Having realized I spent about 20 minutes too long in the dealer room, I ran to find the exit and charge toward
Edo Sushi for breakfast, this being the only place in the area at which I'm capable of digesting the food. My dealer-room lag left me a few minutes late for the
Funimation industry panel, so I was stuck outside the room until the last 15 minutes. The Otakon staff have gotten strict about enforcing room occupancy limits for legal and fire-hazard reasons, so no one's allowed to enter a full room until someone else leaves. There wasn't much to see at that point but a very long list of titles they'd rescued from companies like
A.D. Vision and
Geneon, which they rushed past the screen without giving any real detail. I stuck around the next panel, though, which was a
Media Blasters Q&A.
Merideth Mulroney was running the panel, and she's just a lot of fun. She talked a lot about all the work they've been doing on Voltron, Golion, and
Seirei no Moribito. (Golion she described as Voltron directed by Quentin Tarantino.) Seirei no Moribito, or Guardian of the Sacred Spirit, was announced by Geneon last year, before they were shut down by
Dentsu. It's an awesome, allegorical, fantasy story directed by Kenji Kamiyama, the writer-director of Ghost in the Shell: Stand Alone Complex; and it features a soundtrack by Kenji Kawai, the composer for Ringu and the Ghost in the Shell movies, amongst many other things. I was excited to hear the series should be airing on Cartoon Network. Apart from this, Merideth announced that Media Blasters is producing an animated version of Flesh for the Beast, one of their growing list of gore flicks like
Machine Girl and Tokyo Gore Police. It is to be directed by Hideki Takayama, famous for Urotsukidōji or
Legend of the Overfiend. For the live-action Voltron movie, by the way, they are hoping to get Ryuhei Kitamura, the director of hits such as
Versus, though he's officially unattached.

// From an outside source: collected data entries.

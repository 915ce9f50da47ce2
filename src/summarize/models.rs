//! Wire model for the 300.ya.ru generation endpoint.
//!
//! Requests carry exactly one content field (`video_url`, `article_url` or
//! `text`) plus an optional `session_id` once the backend has assigned one.
//! Responses share a common base (status code, session id, poll interval,
//! sharing URL) and, once the job is finished, a `type`-tagged content
//! variant.

use serde::{Deserialize, Serialize};

/// The single content field of a job request. Serializes to exactly one of
/// `{"video_url": ...}`, `{"article_url": ...}` or `{"text": ...}`.
#[derive(Debug, Clone, PartialEq, Serialize)]
pub enum SummarizeInput {
    #[serde(rename = "video_url")]
    VideoUrl(String),
    #[serde(rename = "article_url")]
    ArticleUrl(String),
    #[serde(rename = "text")]
    Text(String),
}

/// One submission of a summarization job.
///
/// `session_id` is absent on the first submission and carried forward from
/// the previous response on every resubmission.
#[derive(Debug, Clone, PartialEq, Serialize)]
pub struct SummarizeRequest {
    #[serde(flatten)]
    pub input: SummarizeInput,
    #[serde(skip_serializing_if = "Option::is_none")]
    pub session_id: Option<String>,
}

impl SummarizeRequest {
    #[must_use]
    pub fn new(input: SummarizeInput) -> Self {
        Self {
            input,
            session_id: None,
        }
    }
}

/// Backend status code. Only `InProgress` continues the poll loop; the
/// backend's `Unknown` and `Error` are both terminal and deliberately not
/// distinguished for control flow. Unrecognized codes decode as `Unknown`.
#[derive(Debug, Clone, Copy, PartialEq, Eq, Deserialize)]
#[serde(from = "u8")]
pub enum SummarizeStatus {
    Unknown,
    InProgress,
    Error,
}

impl From<u8> for SummarizeStatus {
    fn from(code: u8) -> Self {
        match code {
            1 => SummarizeStatus::InProgress,
            2 => SummarizeStatus::Error,
            _ => SummarizeStatus::Unknown,
        }
    }
}

/// One thesis line of a summary.
#[derive(Debug, Clone, PartialEq, Deserialize)]
pub struct Thesis {
    #[serde(default)]
    pub id: i64,
    pub content: String,
    #[serde(default)]
    pub link: Option<String>,
}

/// One keypoint of a video summary with its start offset in seconds.
#[derive(Debug, Clone, PartialEq, Deserialize)]
pub struct Keypoint {
    #[serde(default)]
    pub id: i64,
    pub start_time: f64,
    pub content: String,
    #[serde(default)]
    pub theses: Vec<Thesis>,
}

/// The `type`-tagged part of a finished result.
///
/// The `text` variant has the same wire shape as `article` but its
/// `normalized_url` is always empty (the source had no canonical URL), so
/// it is not carried here.
#[derive(Debug, Clone, PartialEq)]
pub enum SummaryContent {
    Video {
        title: String,
        keypoints: Vec<Keypoint>,
    },
    Article {
        title: String,
        total_parts: u32,
        normalized_url: String,
        thesis: Vec<Thesis>,
    },
    Text {
        title: String,
        total_parts: u32,
        thesis: Vec<Thesis>,
    },
}

/// One poll response. Immutable once received; every poll produces a brand
/// new value.
#[derive(Debug, Clone, PartialEq, Deserialize)]
#[serde(from = "WireResult")]
pub struct SummarizeResult {
    pub status_code: SummarizeStatus,
    pub session_id: Option<String>,
    pub poll_interval_ms: u64,
    pub sharing_url: String,
    pub message: Option<String>,
    pub content: Option<SummaryContent>,
}

// In-progress responses carry only the base fields, so the typed content
// variant is assembled from a fully-optional mirror of the wire shape.
#[derive(Deserialize)]
struct WireResult {
    #[serde(default)]
    status_code: u8,
    #[serde(default)]
    session_id: Option<String>,
    #[serde(default)]
    poll_interval_ms: u64,
    #[serde(default)]
    sharing_url: String,
    #[serde(default)]
    message: Option<String>,
    #[serde(rename = "type", default)]
    kind: Option<String>,
    #[serde(default)]
    video_title: Option<String>,
    #[serde(default)]
    keypoints: Option<Vec<Keypoint>>,
    #[serde(default)]
    title: Option<String>,
    #[serde(default)]
    total_parts: Option<u32>,
    #[serde(default)]
    normalized_url: Option<String>,
    #[serde(default)]
    thesis: Option<Vec<Thesis>>,
}

impl From<WireResult> for SummarizeResult {
    fn from(wire: WireResult) -> Self {
        let content = match wire.kind.as_deref() {
            Some("video") => Some(SummaryContent::Video {
                title: wire.video_title.unwrap_or_default(),
                keypoints: wire.keypoints.unwrap_or_default(),
            }),
            Some("article") => Some(SummaryContent::Article {
                title: wire.title.unwrap_or_default(),
                total_parts: wire.total_parts.unwrap_or_default(),
                normalized_url: wire.normalized_url.unwrap_or_default(),
                thesis: wire.thesis.unwrap_or_default(),
            }),
            Some("text") => Some(SummaryContent::Text {
                title: wire.title.unwrap_or_default(),
                total_parts: wire.total_parts.unwrap_or_default(),
                thesis: wire.thesis.unwrap_or_default(),
            }),
            _ => None,
        };

        Self {
            status_code: SummarizeStatus::from(wire.status_code),
            session_id: wire.session_id,
            poll_interval_ms: wire.poll_interval_ms,
            sharing_url: wire.sharing_url,
            message: wire.message,
            content,
        }
    }
}

#[cfg(test)]
mod tests {
    use super::*;
    use serde_json::json;

    #[test]
    fn request_serializes_exactly_one_content_field() {
        let request = SummarizeRequest::new(SummarizeInput::ArticleUrl(
            "https://example.com/a".to_string(),
        ));
        let value = serde_json::to_value(&request).unwrap();

        assert_eq!(value["article_url"], "https://example.com/a");
        let map = value.as_object().unwrap();
        assert_eq!(map.len(), 1, "session_id must be skipped when absent");
    }

    #[test]
    fn request_serializes_session_id_on_resubmission() {
        let mut request = SummarizeRequest::new(SummarizeInput::Text("hello".to_string()));
        request.session_id = Some("abc".to_string());
        let value = serde_json::to_value(&request).unwrap();

        assert_eq!(value["text"], "hello");
        assert_eq!(value["session_id"], "abc");
    }

    #[test]
    fn in_progress_response_decodes_without_content() {
        let body = json!({
            "status_code": 1,
            "session_id": "s1",
            "poll_interval_ms": 500,
            "sharing_url": ""
        });
        let result: SummarizeResult = serde_json::from_value(body).unwrap();

        assert_eq!(result.status_code, SummarizeStatus::InProgress);
        assert_eq!(result.session_id.as_deref(), Some("s1"));
        assert_eq!(result.poll_interval_ms, 500);
        assert!(result.content.is_none());
    }

    #[test]
    fn video_response_decodes_into_video_content() {
        let body = json!({
            "status_code": 0,
            "session_id": "s2",
            "poll_interval_ms": 0,
            "sharing_url": "https://300.ya.ru/abc",
            "type": "video",
            "video_title": "A talk",
            "keypoints": [
                {
                    "id": 1,
                    "start_time": 12.0,
                    "content": "Intro",
                    "theses": [{"id": 1, "content": "point"}]
                }
            ]
        });
        let result: SummarizeResult = serde_json::from_value(body).unwrap();

        match result.content {
            Some(SummaryContent::Video { title, keypoints }) => {
                assert_eq!(title, "A talk");
                assert_eq!(keypoints.len(), 1);
                assert_eq!(keypoints[0].theses[0].content, "point");
            }
            other => panic!("expected video content, got {other:?}"),
        }
    }

    #[test]
    fn unrecognized_status_code_decodes_as_unknown() {
        let body = json!({"status_code": 42});
        let result: SummarizeResult = serde_json::from_value(body).unwrap();
        assert_eq!(result.status_code, SummarizeStatus::Unknown);
    }

    #[test]
    fn text_response_keeps_article_shape_without_url() {
        let body = json!({
            "status_code": 0,
            "session_id": "s3",
            "poll_interval_ms": 0,
            "sharing_url": "",
            "type": "text",
            "title": "Forwarded post",
            "total_parts": 1,
            "normalized_url": "",
            "thesis": [{"id": 1, "content": "first"}, {"id": 2, "content": "second"}]
        });
        let result: SummarizeResult = serde_json::from_value(body).unwrap();

        match result.content {
            Some(SummaryContent::Text { thesis, .. }) => assert_eq!(thesis.len(), 2),
            other => panic!("expected text content, got {other:?}"),
        }
    }
}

While I'd thought about attending the life-drawing panel to get some drawing practice, instead I floated around bumping into people. I saw
actingbunny,
dancinglights, and others whose LiveJournal accounts I don't know. I had to split off to meet
tim_dodge's brother and give him a key to the apartment, so he had a place in the area to stay. After a couple hours of chatting, running around, and generally nothing in particular, I attended two Web comic panels before dinner. They were blissfully better than previous years and actually lent some insight. (I will never forgive a certain representative of Comics Genesis who commandeered a panel to pimp the shoddy site.) I especially enjoyed the Women in Webcomics panel, headed by Jennie Breeden of
The Devil's Panties, Gina Biggs of
Red String, Robin Edwards of
Cardboard Angel, and, er, possibly
this person? In any case, it was a good panel and much more organized, useful, and inspirational than the Collaborating a Webcomic panel just before it.
The rest of the night was dinner and the disappointment of missing every video I'd wanted to see from schedule changes. On the plus side, I got to spend some time in the hotel lobby chatting with M33K, who is a fun and interesting person, while we let
sixteenbynine crash. As full as this day was, the next would only prove more interesting.